The presentation was followed by a panel session with Alfonso Miranda, president of CALAMASUR; David Comesaña, purchasing director at Congalsa; and Huw Thomas, director at 3 Pillars Seafood. The panelists discussed the issues and risks for different levels of the supply chain, including producers, processors, mid-supply chain companies, and retailers.

“It is much easier to convene Industry, producers, and processors than regulators to engage in sustainable initiatives, and they can react quicker,” said Miranda. “The recent CALAMASUR achievements are the result of a joint effort between industry and producers.” 

The Committee for the Sustainable Management of the Jumbo Flying Squid (CALAMASUR) is a group of leading industry representatives of the artisanal, industrial, and processing sectors from Chile, Ecuador, Mexico and Peru, who are involved in jumbo flying squid work. Since launching in 2018, the group has presented two position statements to the members of the South Pacific Regional Fisheries Management Organisation (SPRFMO) requesting necessary improvements in science and management. 

Comesaña commented on the public commitment announced at Seafood Expo North America in March 2022 by companies to address illegal, unregulated and unreported (IUU) fishing through new and strengthened purchasing policies, and the willingness to welcome new participants. 

Thomas pointed out the need for supply chain companies to assume as soon as possible that they are probably sourcing IUU squid products. 

“Experiences from other fisheries, such as tuna, show that precompetitive collaborations at different levels of the supply chain are a necessary first step in addressing IUU fishing in global fisheries,” said Carmen Gonzales-Valles, EU markets director at SFP. “SFP is working to engage companies in the Squid IUU Prevention Group to ensure that IUU fishing is eliminated from squid fisheries globally.”

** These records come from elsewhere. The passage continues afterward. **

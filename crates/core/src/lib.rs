pub mod mapgen;
pub mod render;
pub mod types;
pub mod wire;

pub use mapgen::model::{Cell, DungeonMap};
pub use mapgen::{GenerateError, GeneratorKind, MapRequest, generate};
pub use types::{Direction, Pos, Turn};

The Squid IUU Prevention Group was formed in July 2021 by some members of SFP’s Global Squid Supply Chain Roundtable (SR), a group of squid buyers and importers who work together pre-competitively to drive improvement efforts in squid fisheries practices, management, and policy. As importers and distributors of processed squid products, the Working Group members are united in their desire to prohibit IUU-sourced squid products and stop labor and human rights abuses in their supply chains. 

Gilles Hosch presenting

Gilles Hosch presenting an overview of the main squid fisheries and risks the industry is facing .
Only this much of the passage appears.